Thank you for your comments on the positive aspects of our work.

Weaknesses:

The validation they provide is not sufficiently strong: no DLK1 immunohistochemistry is shown of obese patient-derived sections.

We have acquired additional FFPE pancreas samples from the Integrated Islet Distribution Program (IIDP) from lean, overweight, and obese humans with and without T2D. We have now stained for CDKN1C and DLK1 in these samples and have integrated the data into Fig 7 and Fig S5.
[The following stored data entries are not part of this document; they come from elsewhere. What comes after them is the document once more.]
impl State {
    fn check(&self, verb: Verb, api_version: &str, kind: &str) -> Result<(), ClientError> {
        if self.unregistered.contains(kind) {
            return Err(ClientError::SchemaUnavailable {
                api_version: api_version.to_string(),
                kind: kind.to_string(),
            });
        }
        if let Some((code, message)) = self.failures.get(&(verb, kind.to_string())) {
            if *code == 409 {
                return Err(ClientError::Conflict {
                    kind: kind.to_string(),
                    name: String::new(),
                    message: message.clone(),
                });
            }
            return Err(ClientError::Api {
                code: *code,
                reason: "Injected".to_string(),
                message: message.clone(),
            });
        }
        Ok(())
    }

    fn bump(&mut self, obj: &mut DynamicObject) {
        self.next_version += 1;
        self.writes += 1;
        obj.metadata.resource_version = Some(self.next_version.to_string());
    }

    fn not_found(key: &ObjectKey) -> ClientError {
        ClientError::NotFound {
            kind: key.kind.clone(),
            name: key.name.clone(),
        }
    }

    fn check_version(
        stored: &DynamicObject,
        incoming: &DynamicObject,
        key: &ObjectKey,
    ) -> Result<(), ClientError> {
        match incoming.metadata.resource_version.as_deref() {
            Some(rv) if Some(rv) != stored.metadata.resource_version.as_deref() => {
                Err(ClientError::Conflict {
                    kind: key.kind.clone(),
                    name: key.name.clone(),
                    message: format!(
                        "resource version {rv} is stale, current is {}",
                        stored.metadata.resource_version.as_deref().unwrap_or("")
                    ),
                })
            }
            _ => Ok(()),
        }
    }
}

/// In-process cluster state
#[derive(Debug, Default)]
pub struct InMemoryCluster {
    state: Mutex<State>,
}

impl InMemoryCluster {
    pub fn new() -> Self {
        Self::default()
    }

    fn lock(&self) -> MutexGuard<'_, State> {
        // A panic while holding the lock only happens inside a failing test
        match self.state.lock() {
            Ok(guard) => guard,
            Err(poisoned) => poisoned.into_inner(),
        }
    }

    /// Seed an object without counting it as a write
    pub fn insert(&self, mut obj: DynamicObject) -> Result<ObjectKey, ClientError> {
        let key = ObjectKey::of(&obj)?;
        let mut state = self.lock();
        state.next_version += 1;
        obj.metadata.resource_version = Some(state.next_version.to_string());
        state.objects.insert(key.clone(), obj);
        Ok(key)
    }

    pub fn object(&self, key: &ObjectKey) -> Option<DynamicObject> {
        self.lock().objects.get(key).cloned()
    }

    pub fn contains(&self, key: &ObjectKey) -> bool {
        self.lock().objects.contains_key(key)
    }

    /// All stored objects of a kind
    pub fn objects_of_kind(&self, kind: &str) -> Vec<DynamicObject> {
        self.lock()
            .objects
            .iter()
            .filter(|(k, _)| k.kind == kind)
            .map(|(_, o)| o.clone())
            .collect()
    }

    /// Make a kind behave as if its CRD is not installed
    pub fn unregister_kind(&self, kind: &str) {
        self.lock().unregistered.insert(kind.to_string());
    }

    pub fn register_kind(&self, kind: &str) {
        self.lock().unregistered.remove(kind);
    }

    /// Deleting this object marks it terminating instead of removing it
    pub fn hold_deletion(&self, key: &ObjectKey) {
        self.lock().held.insert(key.clone());
    }

    /// Finish a held deletion, removing the object if it is terminating
    pub fn release_deletion(&self, key: &ObjectKey) {
        let mut state = self.lock();
        state.held.remove(key);
        let terminating = state
            .objects
            .get(key)
            .is_some_and(|o| o.metadata.deletion_timestamp.is_some());
        if terminating {
            state.objects.remove(key);
        }
    }

    /// Remove an object outright, as an external actor would
    pub fn remove(&self, key: &ObjectKey) {
        self.lock().objects.remove(key);
    }

    /// Fail every call of `verb` against `kind` with an API error
    pub fn inject_failure(&self, verb: Verb, kind: &str, code: u16, message: &str) {
        self.lock()
            .failures
            .insert((verb, kind.to_string()), (code, message.to_string()));
    }

    pub fn clear_failures(&self) {
        self.lock().failures.clear();
    }

    /// Number of mutating calls that reached storage
    pub fn write_count(&self) -> usize {
        self.lock().writes
    }
}

/// Equality-based label selector: `a=b,c=d` or bare `key` for existence
fn matches_selector(obj: &DynamicObject, selector: &str) -> bool {
    let labels = obj.labels();
    selector
        .split(',')
        .map(str::trim)
        .filter(|term| !term.is_empty())
        .all(|term| match term.split_once('=') {
            Some((k, v)) => labels.get(k.trim()).map(String::as_str) == Some(v.trim()),
            None => labels.contains_key(term),
        })
}

/// RFC 7386 JSON merge patch
fn merge_patch(target: &mut serde_json::Value, patch: &serde_json::Value) {
    match patch {
        serde_json::Value::Object(entries) => {
            if !target.is_object() {
                *target = serde_json::Value::Object(serde_json::Map::new());
            }
            if let serde_json::Value::Object(map) = target {
                for (k, v) in entries {
                    if v.is_null() {
                        map.remove(k);
                    } else {
                        merge_patch(map.entry(k.clone()).or_insert(serde_json::Value::Null), v);
                    }
                }
            }
        }
        other => *target = other.clone(),
    }
}
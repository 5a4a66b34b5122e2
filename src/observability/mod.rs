//! # Observability
//!
//! Prometheus metrics for the controller. Logging goes through `tracing` and
//! is configured during runtime initialization.

pub mod metrics;
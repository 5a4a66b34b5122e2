//! # Error Policy
//!
//! Requeue decision for passes that returned an error.

use crate::controller::reconciler::{Reconciler, ReconcilerError};
use crate::crd::PlatformEngine;
use crate::observability;
use kube::ResourceExt;
use kube_runtime::controller::Action;
use std::sync::Arc;
use tracing::{error, info};

/// Requeue a failed pass after the configured fixed delay
///
/// Conflicts are the normal result of racing writers and are retried quickly.
pub fn handle_reconciliation_error(
    obj: Arc<PlatformEngine>,
    error: &ReconcilerError,
    ctx: Arc<Reconciler>,
) -> Action {
    let name = obj.name_any();
    let error_span = tracing::span!(
        tracing::Level::ERROR,
        "controller.watch.reconciliation_error",
        resource.name = %name,
        error = %error
    );
    let _error_guard = error_span.enter();

    observability::metrics::increment_reconciliation_errors();

    let delay = if error.is_conflict() {
        info!("Conflict while reconciling {}, retrying", name);
        observability::metrics::increment_requeues_total("conflict");
        std::time::Duration::from_secs(1)
    } else {
        error!("Reconciliation error for {}: {:?}", name, error);
        observability::metrics::increment_requeues_total("error");
        ctx.config.requeue_period()
    };

    info!(
        "Next retry scheduled: {} (in {}s)",
        (chrono::Utc::now() + chrono::Duration::seconds(delay.as_secs() as i64)).to_rfc3339(),
        delay.as_secs()
    );
    Action::requeue(delay)
}
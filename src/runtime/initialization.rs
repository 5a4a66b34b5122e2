//! # Initialization
//!
//! Controller start-up: crypto provider, tracing, metrics, the probe server,
//! Kubernetes clients and the reconciler context.

use crate::client::{KubeClusterClient, KubeRemoteClientFactory};
use crate::config::{load_config, ServerConfig};
use crate::controller::reconciler::{reconcile, Reconciler};
use crate::controller::server::{start_server, ServerState};
use crate::crd::PlatformEngine;
use crate::images::images_from_env;
use crate::observability;
use crate::render::ManifestDirRenderer;
use anyhow::{Context, Result};
use kube::{api::Api, api::ListParams, Client, ResourceExt};
use std::sync::Arc;
use tracing::{error, info, warn};

/// Everything the watch loop needs
pub struct InitializationResult {
    /// Kubernetes client
    pub client: Client,
    /// API for the PlatformEngine CRD
    pub engines: Api<PlatformEngine>,
    /// Reconciler context
    pub reconciler: Arc<Reconciler>,
    /// Server state for health checks
    pub server_state: Arc<ServerState>,
}

/// Initialize the controller runtime
pub async fn initialize() -> Result<InitializationResult> {
    // Must happen before any TLS client is built. An error only means a
    // provider is already installed.
    if rustls::crypto::ring::default_provider()
        .install_default()
        .is_err()
    {
        eprintln!("rustls crypto provider already installed");
    }

    tracing_subscriber::fmt()
        .with_env_filter(
            tracing_subscriber::EnvFilter::try_from_default_env()
                .unwrap_or_else(|_| "platform_engine_controller=info".into()),
        )
        .init();

    let (controller_config, server_config) = load_config();
    info!(
        "Starting Platform Engine Controller v{}",
        controller_config.operator_version
    );

    observability::metrics::register_metrics()?;

    let server_state = Arc::new(ServerState::new());
    let server_state_clone = server_state.clone();
    let server_addr = server_config.socket_addr();
    let server_handle = tokio::spawn(async move {
        if let Err(e) = start_server(server_addr, server_state_clone).await {
            error!("HTTP server error: {}", e);
        }
    });
    wait_for_server_ready(&server_state, &server_handle, &server_config).await?;

    let client = Client::try_default()
        .await
        .context("Failed to create Kubernetes client")?;
    let engines: Api<PlatformEngine> = Api::all(client.clone());

    let base_images = images_from_env();
    if base_images.is_empty() {
        warn!("No OPERAND_IMAGE_ or RELATED_IMAGE_ variables set; components cannot be deployed");
    } else {
        info!("Loaded {} image references from the environment", base_images.len());
    }

    let renderer = ManifestDirRenderer::new(
        &controller_config.templates_dir,
        &controller_config.default_target_namespace,
    );
    let reconciler = Arc::new(Reconciler::new(
        Arc::new(KubeClusterClient::new(client.clone())),
        Arc::new(renderer),
        Arc::new(KubeRemoteClientFactory),
        controller_config,
        base_images,
    ));

    reconcile_existing_resources(&engines, &reconciler).await?;
    info!("Controller initialized, starting watch loop...");

    Ok(InitializationResult {
        client,
        engines,
        reconciler,
        server_state,
    })
}

/// Wait for the HTTP server to become ready
async fn wait_for_server_ready(
    server_state: &Arc<ServerState>,
    server_handle: &tokio::task::JoinHandle<()>,
    config: &ServerConfig,
) -> Result<()> {
    let startup_timeout = config.startup_timeout();
    let poll_interval = config.poll_interval();
    let start_time = std::time::Instant::now();

    loop {
        if server_handle.is_finished() {
            return Err(anyhow::anyhow!("HTTP server failed to start"));
        }

        if server_state
            .is_ready
            .load(std::sync::atomic::Ordering::Relaxed)
        {
            info!("HTTP server is ready and accepting connections");
            break;
        }

        if start_time.elapsed() > startup_timeout {
            return Err(anyhow::anyhow!(
                "HTTP server failed to become ready within {} seconds",
                startup_timeout.as_secs()
            ));
        }

        tokio::time::sleep(poll_interval).await;
    }

    Ok(())
}

/// Reconcile PlatformEngines that existed before the controller started
async fn reconcile_existing_resources(
    engines: &Api<PlatformEngine>,
    reconciler: &Arc<Reconciler>,
) -> Result<()> {
    let span = tracing::span!(
        tracing::Level::INFO,
        "controller.startup.reconcile_existing",
        operation = "reconcile_existing_resources"
    );
    let _guard = span.enter();

    let list = match engines.list(&ListParams::default()).await {
        Ok(list) => list,
        Err(e) => {
            error!("CRD is not queryable; {:?}. Is the CRD installed?", e);
            warn!("Continuing despite CRD queryability check failure - controller will retry");
            return Ok(());
        }
    };

    if list.items.is_empty() {
        info!("No existing PlatformEngine resources found, watch will pick up new resources");
        return Ok(());
    }

    let mut names: Vec<String> = list.items.iter().map(|e| e.name_any()).collect();
    names.sort();
    info!(
        "Reconciling {} existing PlatformEngine resources before starting watch: {}",
        names.len(),
        names.join(", ")
    );

    for item in list.items {
        let name = item.name_any();
        match reconcile(Arc::new(item), reconciler.clone()).await {
            Ok(_action) => info!(resource.name = %name, "reconciliation.success"),
            // Continue with the rest; the watch retries this one
            Err(e) => error!(resource.name = %name, error = %e, "reconciliation.error"),
        }
    }

    Ok(())
}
Because the data with CDKN1C was more striking and consistent with the DEGAS predictions, we have chosen to highlight CDKN1C in the main figure and text. The DLK1 data is still quite interesting, although there is substantial variability between T2D donors when it comes to altered staining intensity. DLK1 presents an interesting challenge, given multiple isoforms and cleavage products, and will require further investigation as the focus of a different manuscript.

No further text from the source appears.